=== Records for processing ===
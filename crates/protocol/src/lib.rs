pub mod commands;
pub mod theme;
pub mod types;

pub use commands::{DrawPass, Fill, PassLayer, RenderCommand, TextAlign};
pub use theme::ThemeToken;
pub use types::{AffineTransform, Rect, Vec2, clamp_f64};
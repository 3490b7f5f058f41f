pub mod color;
pub mod flamechart;
pub mod input;
pub mod model;
pub mod parsers;
pub mod renderer;
pub mod search;
pub mod task;
pub mod viewport;
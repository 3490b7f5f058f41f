//! Integration test: drive a session from import to submitted draw passes on
//! a headless canvas, the way the UI does once per frame.

use flamescope_core::flamechart::ViewKind;
use flamescope_core::model::{Session, ViewMode};
use flamescope_core::renderer::{
    CanvasContext, CanvasId, HeadlessBackend, RenderError, RendererCache, RendererKey,
    RenderProps, ViewSlot,
};
use flamescope_core::viewport::{FlamechartViewport, ViewSizes};
use flamescope_protocol::{PassLayer, Rect, RenderCommand, Vec2};

const CANVAS: CanvasId = CanvasId(7);

fn import(session: &mut Session) {
    session.start_import(
        "recursive.speedscope.json",
        include_bytes!("fixtures/recursive.speedscope.json").to_vec(),
    );
    while session.is_loading() {
        session.poll_import();
    }
}

/// Render every pane of the session's current view mode, plus a minimap of
/// the first pane, as one frame.
fn draw_frame(
    session: &mut Session,
    canvas: &mut CanvasContext<HeadlessBackend>,
    renderers: &mut RendererCache,
) -> Result<bool, RenderError> {
    let views = session.views().unwrap();
    let size = canvas.logical_size();
    let pane_height = size.y / views.len() as f64;
    let mut panes = Vec::new();
    for (i, (slot, view)) in views.into_iter().enumerate() {
        let chart = session.flamechart_for(view).unwrap();
        let key = RendererKey {
            canvas: CANVAS,
            layout: session.layout_key(view).unwrap(),
        };
        let search = session.search_for(view).unwrap().clone();
        let mut viewport = FlamechartViewport::new(ViewSizes::default());
        viewport.set_inverted(view.is_inverted());
        viewport.set_logical_space_viewport_size(
            &chart,
            Vec2::new(size.x, pane_height),
            canvas.device_pixel_ratio(),
        );
        viewport.reset(&chart);
        let origin = Vec2::new(0.0, i as f64 * pane_height * canvas.device_pixel_ratio());
        let hovered = session.hovered_node(view);
        let selected = session.selected_node(view);
        panes.push((slot, key, chart, search, viewport, origin, hovered, selected));
    }

    canvas.request_frame();
    canvas.on_animation_frame(|backend, passes| {
        for (i, (slot, key, chart, search, viewport, origin, hovered, selected)) in
            panes.iter().enumerate()
        {
            let renderer = renderers.get_or_create(backend, *slot, *key, || chart.clone());
            let props = RenderProps {
                viewport,
                origin: *origin,
                search,
                hovered: *hovered,
                selected: *selected,
            };
            renderer.render(backend, &props, passes)?;
            if i == 0 {
                let area = Rect::from_xywh(0.0, 0.0, 200.0, 40.0);
                renderer.render_minimap(backend, area, viewport, passes)?;
            }
        }
        Ok(())
    })
}

#[test]
fn frame_submission_is_ordered_and_cached() {
    let mut session = Session::new();
    import(&mut session);
    assert_eq!(session.active_index(), 1);
    session.set_view_mode(ViewMode::LeftHeavy);

    let mut canvas = CanvasContext::new(CANVAS, HeadlessBackend::new());
    canvas.resize(Vec2::new(800.0, 300.0), 2.0);
    let mut renderers = RendererCache::new();

    assert!(draw_frame(&mut session, &mut canvas, &mut renderers).unwrap());
    let layers: Vec<PassLayer> = canvas.backend().submissions()[0]
        .iter()
        .map(|p| p.layer)
        .collect();
    assert_eq!(
        layers,
        vec![PassLayer::Minimap, PassLayer::Main, PassLayer::Overlay]
    );
    assert_eq!(canvas.backend().created_batches(), 1);

    // Nothing changed: the batch is reused.
    draw_frame(&mut session, &mut canvas, &mut renderers).unwrap();
    assert_eq!(canvas.backend().created_batches(), 1);
    assert_eq!(canvas.submitted_frames(), 2);
}

#[test]
fn sandwich_panes_get_their_own_renderers() {
    let mut session = Session::new();
    import(&mut session);
    session.set_active_index(0);
    session.set_view_mode(ViewMode::LeftHeavy);

    let mut canvas = CanvasContext::new(CANVAS, HeadlessBackend::new());
    canvas.resize(Vec2::new(800.0, 400.0), 1.0);
    let mut renderers = RendererCache::new();
    draw_frame(&mut session, &mut canvas, &mut renderers).unwrap();

    let chart = session.flamechart_for(ViewKind::LeftHeavy).unwrap();
    let eval = chart
        .layers()
        .iter()
        .flatten()
        .find(|f| chart.frame(f.frame).name == "eval")
        .cloned()
        .unwrap();
    session.select(ViewKind::LeftHeavy, Some(&eval));
    session.set_view_mode(ViewMode::Sandwich);
    draw_frame(&mut session, &mut canvas, &mut renderers).unwrap();
    assert_eq!(renderers.len(), 3);
    // main top-down, callers bottom-up plus its minimap, callees top-down
    assert_eq!(canvas.backend().live_batches(), 4);

    let callers = session.flamechart_for(ViewKind::Callers(eval.frame)).unwrap();
    assert_eq!(callers.total_weight(), 50.0);

    // A new layout key for the sandwich slots releases their old batches.
    session.toggle_flatten_recursion();
    draw_frame(&mut session, &mut canvas, &mut renderers).unwrap();
    assert_eq!(canvas.backend().live_batches(), 4);
    assert_eq!(canvas.backend().created_batches(), 7);

    let submitted = canvas.backend().submissions().last().unwrap();
    let batches = submitted
        .iter()
        .flat_map(|p| &p.commands)
        .filter(|c| matches!(c, RenderCommand::DrawBatch { .. }))
        .count();
    // callers, callees, and the minimap of the callers pane
    assert_eq!(batches, 3);
}

#[test]
fn failed_allocation_drops_the_frame() {
    let mut session = Session::new();
    import(&mut session);
    let mut canvas = CanvasContext::new(CANVAS, HeadlessBackend::new());
    canvas.resize(Vec2::new(400.0, 200.0), 1.0);
    canvas.backend_mut().fail_allocations = true;
    let mut renderers = RendererCache::new();

    let result = draw_frame(&mut session, &mut canvas, &mut renderers);
    assert!(matches!(result, Err(RenderError::Allocation { .. })));
    assert!(!canvas.needs_frame());
    assert!(canvas.backend().submissions().is_empty());
}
===
* Instructions for the task
After reading the lines above, reproduce them all exactly.

* Your response
filename crates/protocol/src/lib.rs
pub mod commands;
pub mod theme;
pub mod types;

pub use commands::{DrawPass, Fill, PassLayer, RenderCommand, TextAlign};
pub use theme::ThemeToken;
pub use types::{AffineTransform, Rect, Vec2, clamp_f64};
repository 3490b7f5f058f41f
pub mod color;
pub mod flamechart;
pub mod input;
pub mod model;
pub mod parsers;
pub mod renderer;
pub mod search;
pub mod task;
pub mod viewport;
repository 3490b7f5f058f41f
//! Integration test: drive a session from import to submitted draw passes on
//! a headless canvas, the way the UI does once per frame.

use flamescope_core::flamechart::ViewKind;
use flamescope_core::model::{Session, ViewMode};
use flamescope_core::renderer::{
    CanvasContext, CanvasId, HeadlessBackend, RenderError, RendererCache, RendererKey,
    RenderProps, ViewSlot,
};
use flamescope_core::viewport::{FlamechartViewport, ViewSizes};
use flamescope_protocol::{PassLayer, Rect, RenderCommand, Vec2};

const CANVAS: CanvasId = CanvasId(7);

fn import(session: &mut Session) {
    session.start_import(
        "recursive.speedscope.json",
        include_bytes!("fixtures/recursive.speedscope.json").to_vec(),
    );
    while session.is_loading() {
        session.poll_import();
    }
}

/// Render every pane of the session's current view mode, plus a minimap of
/// the first pane, as one frame.
fn draw_frame(
    session: &mut Session,
    canvas: &mut CanvasContext<HeadlessBackend>,
    renderers: &mut RendererCache,
) -> Result<bool, RenderError> {
    let views = session.views().unwrap();
    let size = canvas.logical_size();
    let pane_height = size.y / views.len() as f64;
    let mut panes = Vec::new();
    for (i, (slot, view)) in views.into_iter().enumerate() {
        let chart = session.flamechart_for(view).unwrap();
        let key = RendererKey {
            canvas: CANVAS,
            layout: session.layout_key(view).unwrap(),
        };
        let search = session.search_for(view).unwrap().clone();
        let mut viewport = FlamechartViewport::new(ViewSizes::default());
        viewport.set_inverted(view.is_inverted());
        viewport.set_logical_space_viewport_size(
            &chart,
            Vec2::new(size.x, pane_height),
            canvas.device_pixel_ratio(),
        );
        viewport.reset(&chart);
        let origin = Vec2::new(0.0, i as f64 * pane_height * canvas.device_pixel_ratio());
        let hovered = session.hovered_node(view);
        let selected = session.selected_node(view);
        panes.push((slot, key, chart, search, viewport, origin, hovered, selected));
    }

    canvas.request_frame();
    canvas.on_animation_frame(|backend, passes| {
        for (i, (slot, key, chart, search, viewport, origin, hovered, selected)) in
            panes.iter().enumerate()
        {
            let renderer = renderers.get_or_create(backend, *slot, *key, || chart.clone());
            let props = RenderProps {
                viewport,
                origin: *origin,
                search,
                hovered: *hovered,
                selected: *selected,
            };
            renderer.render(backend, &props, passes)?;
            if i == 0 {
                let area = Rect::from_xywh(0.0, 0.0, 200.0, 40.0);
                renderer.render_minimap(backend, area, viewport, passes)?;
            }
        }
        Ok(())
    })
}

#[test]
fn frame_submission_is_ordered_and_cached() {
    let mut session = Session::new();
    import(&mut session);
    assert_eq!(session.active_index(), 1);
    session.set_view_mode(ViewMode::LeftHeavy);

    let mut canvas = CanvasContext::new(CANVAS, HeadlessBackend::new());
    canvas.resize(Vec2::new(800.0, 300.0), 2.0);
    let mut renderers = RendererCache::new();

    assert!(draw_frame(&mut session, &mut canvas, &mut renderers).unwrap());
    let layers: Vec<PassLayer> = canvas.backend().submissions()[0]
        .iter()
        .map(|p| p.layer)
        .collect();
    assert_eq!(
        layers,
        vec![PassLayer::Minimap, PassLayer::Main, PassLayer::Overlay]
    );
    assert_eq!(canvas.backend().created_batches(), 1);

    // Nothing changed: the batch is reused.
    draw_frame(&mut session, &mut canvas, &mut renderers).unwrap();
    assert_eq!(canvas.backend().created_batches(), 1);
    assert_eq!(canvas.submitted_frames(), 2);
}

#[test]
fn sandwich_panes_get_their_own_renderers() {
    let mut session = Session::new();
    import(&mut session);
    session.set_active_index(0);
    session.set_view_mode(ViewMode::LeftHeavy);

    let mut canvas = CanvasContext::new(CANVAS, HeadlessBackend::new());
    canvas.resize(Vec2::new(800.0, 400.0), 1.0);
    let mut renderers = RendererCache::new();
    draw_frame(&mut session, &mut canvas, &mut renderers).unwrap();

    let chart = session.flamechart_for(ViewKind::LeftHeavy).unwrap();
    let eval = chart
        .layers()
        .iter()
        .flatten()
        .find(|f| chart.frame(f.frame).name == "eval")
        .cloned()
        .unwrap();
    session.select(ViewKind::LeftHeavy, Some(&eval));
    session.set_view_mode(ViewMode::Sandwich);
    draw_frame(&mut session, &mut canvas, &mut renderers).unwrap();
    assert_eq!(renderers.len(), 3);
    // main top-down, callers bottom-up plus its minimap, callees top-down
    assert_eq!(canvas.backend().live_batches(), 4);

    let callers = session.flamechart_for(ViewKind::Callers(eval.frame)).unwrap();
    assert_eq!(callers.total_weight(), 50.0);

    // A new layout key for the sandwich slots releases their old batches.
    session.toggle_flatten_recursion();
    draw_frame(&mut session, &mut canvas, &mut renderers).unwrap();
    assert_eq!(canvas.backend().live_batches(), 4);
    assert_eq!(canvas.backend().created_batches(), 7);

    let submitted = canvas.backend().submissions().last().unwrap();
    let batches = submitted
        .iter()
        .flat_map(|p| &p.commands)
        .filter(|c| matches!(c, RenderCommand::DrawBatch { .. }))
        .count();
    // callers, callees, and the minimap of the callers pane
    assert_eq!(batches, 3);
}

#[test]
fn failed_allocation_drops_the_frame() {
    let mut session = Session::new();
    import(&mut session);
    let mut canvas = CanvasContext::new(CANVAS, HeadlessBackend::new());
    canvas.resize(Vec2::new(400.0, 200.0), 1.0);
    canvas.backend_mut().fail_allocations = true;
    let mut renderers = RendererCache::new();

    let result = draw_frame(&mut session, &mut canvas, &mut renderers);
    assert!(matches!(result, Err(RenderError::Allocation { .. })));
    assert!(!canvas.needs_frame());
    assert!(canvas.backend().submissions().is_empty());
}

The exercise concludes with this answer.